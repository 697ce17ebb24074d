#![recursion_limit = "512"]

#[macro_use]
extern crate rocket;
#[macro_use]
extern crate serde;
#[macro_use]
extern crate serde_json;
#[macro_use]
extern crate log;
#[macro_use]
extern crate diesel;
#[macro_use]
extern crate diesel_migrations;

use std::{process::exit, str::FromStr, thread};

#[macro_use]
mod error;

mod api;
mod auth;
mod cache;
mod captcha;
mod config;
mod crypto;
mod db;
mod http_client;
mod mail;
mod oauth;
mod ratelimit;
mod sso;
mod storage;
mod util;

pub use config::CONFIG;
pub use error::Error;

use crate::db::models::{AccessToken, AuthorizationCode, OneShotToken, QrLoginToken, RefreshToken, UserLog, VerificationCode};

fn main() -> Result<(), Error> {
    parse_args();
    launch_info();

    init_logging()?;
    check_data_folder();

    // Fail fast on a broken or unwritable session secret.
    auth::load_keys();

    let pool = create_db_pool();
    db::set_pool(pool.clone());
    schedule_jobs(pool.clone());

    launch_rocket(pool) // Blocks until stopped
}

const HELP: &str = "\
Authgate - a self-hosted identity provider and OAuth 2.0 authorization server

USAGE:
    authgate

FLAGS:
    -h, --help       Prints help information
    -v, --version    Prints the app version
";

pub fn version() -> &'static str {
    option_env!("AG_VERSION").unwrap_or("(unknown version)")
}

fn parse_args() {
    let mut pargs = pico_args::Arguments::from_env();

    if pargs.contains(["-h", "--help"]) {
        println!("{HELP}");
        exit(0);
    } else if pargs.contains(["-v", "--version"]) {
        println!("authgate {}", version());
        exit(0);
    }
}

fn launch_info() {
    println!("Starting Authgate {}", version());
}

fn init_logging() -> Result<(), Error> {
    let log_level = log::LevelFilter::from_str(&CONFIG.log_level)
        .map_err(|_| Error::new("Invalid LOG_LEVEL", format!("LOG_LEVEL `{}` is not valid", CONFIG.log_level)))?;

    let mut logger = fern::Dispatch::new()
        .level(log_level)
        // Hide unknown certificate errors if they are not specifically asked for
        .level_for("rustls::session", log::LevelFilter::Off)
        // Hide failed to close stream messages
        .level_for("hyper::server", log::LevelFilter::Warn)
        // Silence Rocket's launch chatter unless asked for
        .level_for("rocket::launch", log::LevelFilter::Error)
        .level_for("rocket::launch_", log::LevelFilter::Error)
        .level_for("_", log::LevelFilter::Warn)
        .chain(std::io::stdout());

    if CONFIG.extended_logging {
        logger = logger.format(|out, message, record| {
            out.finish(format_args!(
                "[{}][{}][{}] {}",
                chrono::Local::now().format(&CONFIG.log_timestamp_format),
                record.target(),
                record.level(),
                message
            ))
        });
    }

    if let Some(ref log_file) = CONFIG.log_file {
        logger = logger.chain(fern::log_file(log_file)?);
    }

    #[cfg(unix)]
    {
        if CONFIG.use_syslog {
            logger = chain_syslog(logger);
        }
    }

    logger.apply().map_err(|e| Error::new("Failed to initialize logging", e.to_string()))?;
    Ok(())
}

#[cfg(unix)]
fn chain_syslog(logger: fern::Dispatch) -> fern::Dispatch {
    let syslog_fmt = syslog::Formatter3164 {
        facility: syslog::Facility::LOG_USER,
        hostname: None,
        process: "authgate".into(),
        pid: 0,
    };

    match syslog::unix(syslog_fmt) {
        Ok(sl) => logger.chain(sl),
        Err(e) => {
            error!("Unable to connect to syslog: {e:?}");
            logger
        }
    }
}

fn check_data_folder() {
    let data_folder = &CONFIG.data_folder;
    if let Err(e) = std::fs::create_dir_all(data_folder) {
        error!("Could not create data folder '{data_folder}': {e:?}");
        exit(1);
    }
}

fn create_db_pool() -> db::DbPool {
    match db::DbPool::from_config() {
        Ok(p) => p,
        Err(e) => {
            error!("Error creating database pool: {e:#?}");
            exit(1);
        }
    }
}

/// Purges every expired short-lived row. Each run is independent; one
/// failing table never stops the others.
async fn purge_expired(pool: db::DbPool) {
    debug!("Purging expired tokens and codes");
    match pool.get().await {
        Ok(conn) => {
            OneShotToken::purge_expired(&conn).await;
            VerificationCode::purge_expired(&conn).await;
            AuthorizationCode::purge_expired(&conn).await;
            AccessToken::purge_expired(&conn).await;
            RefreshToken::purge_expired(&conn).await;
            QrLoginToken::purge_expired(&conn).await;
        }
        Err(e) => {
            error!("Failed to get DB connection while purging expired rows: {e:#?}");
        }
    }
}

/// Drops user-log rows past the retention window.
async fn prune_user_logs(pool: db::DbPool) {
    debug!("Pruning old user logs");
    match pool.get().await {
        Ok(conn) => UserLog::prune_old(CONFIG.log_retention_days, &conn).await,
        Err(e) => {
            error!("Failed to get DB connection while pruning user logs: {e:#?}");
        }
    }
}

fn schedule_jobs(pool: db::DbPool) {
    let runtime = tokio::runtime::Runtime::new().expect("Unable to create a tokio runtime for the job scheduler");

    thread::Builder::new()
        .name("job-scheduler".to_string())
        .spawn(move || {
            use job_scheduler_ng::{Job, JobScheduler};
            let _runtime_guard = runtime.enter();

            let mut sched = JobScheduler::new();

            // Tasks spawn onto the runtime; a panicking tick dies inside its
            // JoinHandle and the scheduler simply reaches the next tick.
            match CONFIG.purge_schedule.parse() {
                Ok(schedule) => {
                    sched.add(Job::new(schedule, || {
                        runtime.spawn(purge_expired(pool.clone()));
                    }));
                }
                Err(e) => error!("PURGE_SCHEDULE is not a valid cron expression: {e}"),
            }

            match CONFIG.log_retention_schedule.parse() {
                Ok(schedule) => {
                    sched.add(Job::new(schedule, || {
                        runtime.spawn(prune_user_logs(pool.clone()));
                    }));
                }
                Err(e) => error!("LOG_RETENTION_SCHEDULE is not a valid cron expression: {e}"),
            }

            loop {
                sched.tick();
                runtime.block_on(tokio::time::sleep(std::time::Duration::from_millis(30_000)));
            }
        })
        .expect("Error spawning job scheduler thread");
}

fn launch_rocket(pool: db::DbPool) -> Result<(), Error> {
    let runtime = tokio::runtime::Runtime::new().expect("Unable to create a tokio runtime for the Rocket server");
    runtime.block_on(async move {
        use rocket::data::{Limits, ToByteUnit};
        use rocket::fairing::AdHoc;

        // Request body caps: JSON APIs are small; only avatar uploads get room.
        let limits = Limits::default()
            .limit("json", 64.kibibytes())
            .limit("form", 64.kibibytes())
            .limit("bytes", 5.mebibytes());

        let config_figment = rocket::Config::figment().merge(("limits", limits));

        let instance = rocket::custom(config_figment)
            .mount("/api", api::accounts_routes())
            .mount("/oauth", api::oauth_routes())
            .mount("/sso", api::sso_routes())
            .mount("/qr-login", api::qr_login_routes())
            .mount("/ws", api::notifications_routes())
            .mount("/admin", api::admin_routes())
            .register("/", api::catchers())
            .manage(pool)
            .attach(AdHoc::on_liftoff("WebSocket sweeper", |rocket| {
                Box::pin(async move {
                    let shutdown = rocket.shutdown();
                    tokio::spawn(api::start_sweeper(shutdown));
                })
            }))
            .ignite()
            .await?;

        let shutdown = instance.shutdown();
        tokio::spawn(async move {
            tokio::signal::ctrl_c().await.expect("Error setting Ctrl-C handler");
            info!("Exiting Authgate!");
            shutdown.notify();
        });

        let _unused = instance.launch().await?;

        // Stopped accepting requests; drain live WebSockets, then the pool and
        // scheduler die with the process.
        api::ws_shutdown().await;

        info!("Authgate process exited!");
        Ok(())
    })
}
------
## WORK TO BE COMPLETED
The answer consists solely of the lines from the one containing "let shutdown = rocket.shutdown();" through the last line of the data above, reproduced exactly.

## ANSWER TO THIS PROBLEM
                    let shutdown = rocket.shutdown();
                    tokio::spawn(api::start_sweeper(shutdown));
                })
            }))
            .ignite()
            .await?;

        let shutdown = instance.shutdown();
        tokio::spawn(async move {
            tokio::signal::ctrl_c().await.expect("Error setting Ctrl-C handler");
            info!("Exiting Authgate!");
            shutdown.notify();
        });

        let _unused = instance.launch().await?;

        // Stopped accepting requests; drain live WebSockets, then the pool and
        // scheduler die with the process.
        api::ws_shutdown().await;

        info!("Authgate process exited!");
        Ok(())
    })
}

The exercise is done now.